When directly asked if it is likely that, at the time of signing this version of the loan agreement, Mr Yap may have only been handed the signing pages, his response was that:
[I]t should - the standard practice is they read all the documents ah and there is a standard um advice template with me, so the full document should have been presented before I witness.
All right. But you don’t have specific?---I don’t have the specific ah, on this I read my file note, so I can’t recollect that.[42]
The examination in chief continued, and Mr Wijethilake’s evidence was that it is possible Mr Yap may have only been provided with the signing pages:
You can’t recollect. So, it is possible that only the signature pages had been removed from the document? ---Ah it could be possible after signing, because at the time of signing, the full document must have with me, otherwise I won’t have witnessed that document.[43]
[42]T26.31–27.6 (emphasis added).
[43]T27.7–11 (emphasis added).
Mr Wijethilake could not recollect whether Mr Yap said he was content to be guarantor under the loan agreement and stated:
Do you recall whether Mr Yap said anything at the meeting about whether he would be willing to be a guarantor to any loan provided to the company?---Ah if I have provided the ah source of that rights to the guarantor (indistinct words), given full understanding of the (indistinct) obligations at that time.
Did you give us - we haven’t seen a copy?---No, I can’t recollect from this document that I have.
All right. I suggest to you that you didn’t give a solicitor advice to Mr Yap in relation to this?---I can’t comment on that without looking at the file note on that.
HIS HONOUR: Have you got the file note?---The files is with my former practice, Your Honour. I started my own practice recently.[44]

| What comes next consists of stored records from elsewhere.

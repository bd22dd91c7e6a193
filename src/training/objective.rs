//! Weighted multinomial (softmax) negative log-likelihood.
//!
//! For a batch of `b` samples, `K` classes and coefficient matrix `B`
//! (`[K, m]`):
//!
//! ```text
//! Z = X · Bᵀ                                   [b, K] logits
//! P = softmax(Z) row-wise                      [b, K]
//! L = -(1 / (b·K)) Σ_i w_i · log P[i, y_i]
//! ```
//!
//! `L` is the negated mean over all `b × K` entries of `w ⊙ Y ⊙ log P`, where
//! `Y` is the one-hot label matrix. Its gradient with respect to `B` has the
//! closed form
//!
//! ```text
//! ∇L = (1 / (b·K)) · (w ⊙ (P - Y))ᵀ · X        [K, m]
//! ```
//!
//! so no automatic differentiation is needed.

use ndarray::{Array2, ArrayView1, ArrayView2, ArrayViewMut1, Axis, Zip};

use crate::data::DatasetError;

/// Floor applied to `log p` so a vanishing probability cannot yield `-inf`.
/// NaN is not floored.
pub const LOG_PROB_FLOOR: f64 = -34.538_776_394_910_684; // ln(1e-15)

// =============================================================================
// Batch
// =============================================================================

/// One minibatch: features, labels and per-sample weights of the same rows.
///
/// Passed explicitly to every objective call, so there is no hidden
/// "current batch" state between iterations.
#[derive(Debug, Clone, Copy)]
pub struct Batch<'a> {
    features: ArrayView2<'a, f64>,
    labels: ArrayView1<'a, usize>,
    weights: ArrayView1<'a, f64>,
}

impl<'a> Batch<'a> {
    /// Create a batch, checking that all three parts have the same row count.
    pub fn new(
        features: ArrayView2<'a, f64>,
        labels: ArrayView1<'a, usize>,
        weights: ArrayView1<'a, f64>,
    ) -> Result<Self, DatasetError> {
        let rows = features.nrows();
        if labels.len() != rows {
            return Err(DatasetError::LabelLengthMismatch {
                rows,
                labels: labels.len(),
            });
        }
        if weights.len() != rows {
            return Err(DatasetError::WeightLengthMismatch {
                rows,
                weights: weights.len(),
            });
        }
        Ok(Self {
            features,
            labels,
            weights,
        })
    }

    #[inline]
    pub fn len(&self) -> usize {
        self.features.nrows()
    }

    #[inline]
    pub fn is_empty(&self) -> bool {
        self.len() == 0
    }

    #[inline]
    pub fn features(&self) -> ArrayView2<'a, f64> {
        self.features
    }

    #[inline]
    pub fn labels(&self) -> ArrayView1<'a, usize> {
        self.labels
    }

    #[inline]
    pub fn weights(&self) -> ArrayView1<'a, f64> {
        self.weights
    }
}

// =============================================================================
// Transforms (module-private)
// =============================================================================

/// Replace a row of logits by its log-softmax, stabilized by the row max.
#[inline]
fn log_softmax_row_inplace(mut row: ArrayViewMut1<'_, f64>) {
    let max_val = row.iter().copied().fold(f64::NEG_INFINITY, f64::max);
    let sum: f64 = row.iter().map(|&z| (z - max_val).exp()).sum();
    let log_norm = max_val + sum.ln();
    row.mapv_inplace(|z| z - log_norm);
}

/// Replace a row of logits by its softmax.
#[inline]
fn softmax_row_inplace(mut row: ArrayViewMut1<'_, f64>) {
    let max_val = row.iter().copied().fold(f64::NEG_INFINITY, f64::max);
    let mut sum = 0.0;
    for z in row.iter_mut() {
        *z = (*z - max_val).exp();
        sum += *z;
    }
    if sum > 0.0 {
        row.mapv_inplace(|p| p / sum);
    }
}

// =============================================================================
// SoftmaxObjective
// =============================================================================

/// Weighted softmax cross-entropy over a `[n_classes, n_columns]` coefficient
/// matrix. The model has no intercept.
///
/// # Example
///
/// ```
/// use catiht::training::{Batch, SoftmaxObjective};
/// use ndarray::{array, Array2};
///
/// let obj = SoftmaxObjective::new(3);
/// let x = array![[1.0, 0.0], [0.0, 1.0]];
/// let y = array![0usize, 2];
/// let w = array![1.0, 1.0];
/// let batch = Batch::new(x.view(), y.view(), w.view()).unwrap();
///
/// // Zero coefficients predict the uniform distribution: loss = ln(3) / 3.
/// let coefs = Array2::<f64>::zeros((3, 2));
/// let loss = obj.loss(&batch, coefs.view());
/// assert!((loss - 3f64.ln() / 3.0).abs() < 1e-12);
/// ```
#[derive(Debug, Clone, Copy, PartialEq, Eq)]
pub struct SoftmaxObjective {
    n_classes: usize,
}

impl SoftmaxObjective {
    /// Create the objective for `n_classes` classes.
    pub fn new(n_classes: usize) -> Self {
        debug_assert!(n_classes >= 2, "n_classes must be >= 2");
        Self { n_classes }
    }

    #[inline]
    pub fn n_classes(&self) -> usize {
        self.n_classes
    }

    fn logits(&self, features: ArrayView2<'_, f64>, coefficients: ArrayView2<'_, f64>) -> Array2<f64> {
        debug_assert_eq!(coefficients.nrows(), self.n_classes);
        debug_assert_eq!(coefficients.ncols(), features.ncols());
        features.dot(&coefficients.t())
    }

    /// Class probabilities, shape `[n_rows, n_classes]`; each row sums to 1.
    pub fn predict(
        &self,
        features: ArrayView2<'_, f64>,
        coefficients: ArrayView2<'_, f64>,
    ) -> Array2<f64> {
        let mut probs = self.logits(features, coefficients);
        for row in probs.axis_iter_mut(Axis(0)) {
            softmax_row_inplace(row);
        }
        probs
    }

    /// Log-probabilities, shape `[n_rows, n_classes]`.
    fn log_probabilities(
        &self,
        features: ArrayView2<'_, f64>,
        coefficients: ArrayView2<'_, f64>,
    ) -> Array2<f64> {
        let mut log_probs = self.logits(features, coefficients);
        for row in log_probs.axis_iter_mut(Axis(0)) {
            log_softmax_row_inplace(row);
        }
        log_probs
    }

    fn normalizer(&self, batch: &Batch<'_>) -> f64 {
        (batch.len() * self.n_classes) as f64
    }

    fn loss_from_log_probs(&self, batch: &Batch<'_>, log_probs: &Array2<f64>) -> f64 {
        if batch.is_empty() {
            return 0.0;
        }
        let total: f64 = batch
            .labels()
            .iter()
            .zip(batch.weights().iter())
            .enumerate()
            .map(|(i, (&label, &w))| {
                let lp = log_probs[[i, label]];
                // f64::max would swallow NaN.
                w * if lp.is_nan() { lp } else { lp.max(LOG_PROB_FLOOR) }
            })
            .sum();
        -total / self.normalizer(batch)
    }

    /// Weighted negative log-likelihood of the batch. Always `>= 0` for
    /// non-negative weights.
    pub fn loss(&self, batch: &Batch<'_>, coefficients: ArrayView2<'_, f64>) -> f64 {
        let log_probs = self.log_probabilities(batch.features(), coefficients);
        self.loss_from_log_probs(batch, &log_probs)
    }

    /// Gradient of [`loss`](Self::loss), shape `[n_classes, n_columns]`.
    pub fn gradient(&self, batch: &Batch<'_>, coefficients: ArrayView2<'_, f64>) -> Array2<f64> {
        let log_probs = self.log_probabilities(batch.features(), coefficients);
        self.gradient_from_log_probs(batch, log_probs)
    }

    /// Loss and gradient from a single forward pass.
    pub fn loss_and_gradient(
        &self,
        batch: &Batch<'_>,
        coefficients: ArrayView2<'_, f64>,
    ) -> (f64, Array2<f64>) {
        let log_probs = self.log_probabilities(batch.features(), coefficients);
        let loss = self.loss_from_log_probs(batch, &log_probs);
        (loss, self.gradient_from_log_probs(batch, log_probs))
    }

    fn gradient_from_log_probs(&self, batch: &Batch<'_>, log_probs: Array2<f64>) -> Array2<f64> {
        if batch.is_empty() {
            return Array2::zeros((self.n_classes, batch.features().ncols()));
        }

        // Residual (P - Y), scaled per row by w_i / (b·K).
        let scale = self.normalizer(batch).recip();
        let mut residual = log_probs.mapv(f64::exp);
        Zip::from(residual.axis_iter_mut(Axis(0)))
            .and(batch.labels())
            .and(batch.weights())
            .for_each(|mut row, &label, &w| {
                row[label] -= 1.0;
                row *= w * scale;
            });

        residual.t().dot(&batch.features())
    }
}
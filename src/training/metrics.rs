//! Evaluation metrics over predicted class probabilities.
//!
//! Predictions are `[n_rows, n_classes]` probability matrices as produced by
//! [`SoftmaxObjective::predict`](super::SoftmaxObjective::predict).

use ndarray::{ArrayView1, ArrayView2, Axis};

/// A metric computed from class probabilities and true labels.
pub trait MetricFn {
    /// Compute the metric. Pass an empty `weights` view for unweighted.
    fn compute(
        &self,
        probabilities: ArrayView2<'_, f64>,
        labels: ArrayView1<'_, usize>,
        weights: ArrayView1<'_, f64>,
    ) -> f64;

    /// Whether larger values are better.
    fn higher_is_better(&self) -> bool;

    /// Short name used in logs.
    fn name(&self) -> &'static str;
}

/// Index of the largest value in each row. Ties resolve to the lowest index.
pub fn argmax_rows(probabilities: ArrayView2<'_, f64>) -> Vec<usize> {
    probabilities
        .axis_iter(Axis(0))
        .map(|row| {
            row.iter()
                .enumerate()
                .fold((0usize, f64::NEG_INFINITY), |(best, best_v), (i, &v)| {
                    if v > best_v {
                        (i, v)
                    } else {
                        (best, best_v)
                    }
                })
                .0
        })
        .collect()
}

#[inline]
fn weight_at(weights: ArrayView1<'_, f64>, i: usize) -> f64 {
    if weights.is_empty() {
        1.0
    } else {
        weights[i]
    }
}

// =============================================================================
// MulticlassAccuracy
// =============================================================================

/// Fraction of rows whose argmax class equals the label.
#[derive(Debug, Clone, Copy, Default)]
pub struct MulticlassAccuracy;

impl MetricFn for MulticlassAccuracy {
    fn compute(
        &self,
        probabilities: ArrayView2<'_, f64>,
        labels: ArrayView1<'_, usize>,
        weights: ArrayView1<'_, f64>,
    ) -> f64 {
        let n_rows = probabilities.nrows();
        if n_rows == 0 {
            return 0.0;
        }
        debug_assert_eq!(labels.len(), n_rows);

        let predicted = argmax_rows(probabilities);
        let (sum_correct, sum_w) = predicted
            .iter()
            .zip(labels.iter())
            .enumerate()
            .fold((0.0f64, 0.0f64), |(sc, sw), (i, (&p, &l))| {
                let w = weight_at(weights, i);
                let correct = if p == l { 1.0 } else { 0.0 };
                (sc + w * correct, sw + w)
            });

        if sum_w > 0.0 { sum_correct / sum_w } else { 0.0 }
    }

    fn higher_is_better(&self) -> bool {
        true
    }

    fn name(&self) -> &'static str {
        "accuracy"
    }
}

// =============================================================================
// MulticlassLogLoss
// =============================================================================

/// Mean negative log-probability of the true class.
#[derive(Debug, Clone, Copy, Default)]
pub struct MulticlassLogLoss;

impl MetricFn for MulticlassLogLoss {
    fn compute(
        &self,
        probabilities: ArrayView2<'_, f64>,
        labels: ArrayView1<'_, usize>,
        weights: ArrayView1<'_, f64>,
    ) -> f64 {
        let n_rows = probabilities.nrows();
        if n_rows == 0 {
            return 0.0;
        }

        const EPS: f64 = 1e-15;

        let (sum_loss, sum_w) = labels
            .iter()
            .enumerate()
            .fold((0.0f64, 0.0f64), |(sl, sw), (i, &label)| {
                let w = weight_at(weights, i);
                let prob = probabilities[[i, label]].clamp(EPS, 1.0 - EPS);
                (sl - w * prob.ln(), sw + w)
            });

        if sum_w > 0.0 { sum_loss / sum_w } else { 0.0 }
    }

    fn higher_is_better(&self) -> bool {
        false
    }

    fn name(&self) -> &'static str {
        "mlogloss"
    }
}

#[cfg(test)]
mod tests {
    use super::*;
    use approx::assert_abs_diff_eq;
    use ndarray::{array, Array1, Array2};

    fn no_weights() -> Array1<f64> {
        Array1::zeros(0)
    }

    #[test]
    fn argmax_prefers_first_on_ties() {
        let probs = array![[0.2, 0.4, 0.4], [0.5, 0.25, 0.25], [0.1, 0.1, 0.8]];
        assert_eq!(argmax_rows(probs.view()), vec![1, 0, 2]);
    }

    #[test]
    fn accuracy_counts_argmax_hits() {
        let probs = array![[0.7, 0.2, 0.1], [0.1, 0.8, 0.1], [0.3, 0.3, 0.4], [0.6, 0.3, 0.1]];
        let labels = array![0usize, 1, 2, 2];
        let acc = MulticlassAccuracy.compute(probs.view(), labels.view(), no_weights().view());
        assert_abs_diff_eq!(acc, 0.75, epsilon = 1e-12);
    }

    #[test]
    fn accuracy_weighted() {
        let probs = array![[0.9, 0.1], [0.9, 0.1]];
        let labels = array![0usize, 1];
        let weights = array![3.0, 1.0];
        let acc = MulticlassAccuracy.compute(probs.view(), labels.view(), weights.view());
        assert_abs_diff_eq!(acc, 0.75, epsilon = 1e-12);
    }

    #[test]
    fn accuracy_empty_is_zero() {
        let probs = Array2::<f64>::zeros((0, 3));
        let labels = Array1::<usize>::zeros(0);
        assert_eq!(
            MulticlassAccuracy.compute(probs.view(), labels.view(), no_weights().view()),
            0.0
        );
    }

    #[test]
    fn logloss_uniform() {
        let probs = Array2::from_elem((2, 3), 1.0 / 3.0);
        let labels = array![0usize, 2];
        let loss = MulticlassLogLoss.compute(probs.view(), labels.view(), no_weights().view());
        assert_abs_diff_eq!(loss, 3f64.ln(), epsilon = 1e-12);
    }
}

The point of whether Mr Wijethilake could consult his file note again was not pressed.
[44]T27.22–28.5.
The examination continued and Mr Wijethilake indicated that he was in fact not acting for the guarantor, Mr Yap:
And if you were not engaged to provide the solicitor advice to Mr Yap, is it the case that you would have perhaps been less concerned as to whether the full document had been produced or not, if you were just merely acting as a witness?---Can you repeat the question, I - - -
If you were not asked to provide a full solicitor’s certificate and advice in relation to this particular document? ---Yep.
And you were not acting on behalf of the guarantor?---M’hmm.
Would you have still insisted on seeing a full copy of the loan agreement prior to execution?---Yes. Yes, as it’s standard practice, the full loan agreement should be there to witness loan agreement.
I just want to confirm once again that this is your standard practice, you don’t have a specific recollection? ---No, I don’t have any specific recollection, yes.[45]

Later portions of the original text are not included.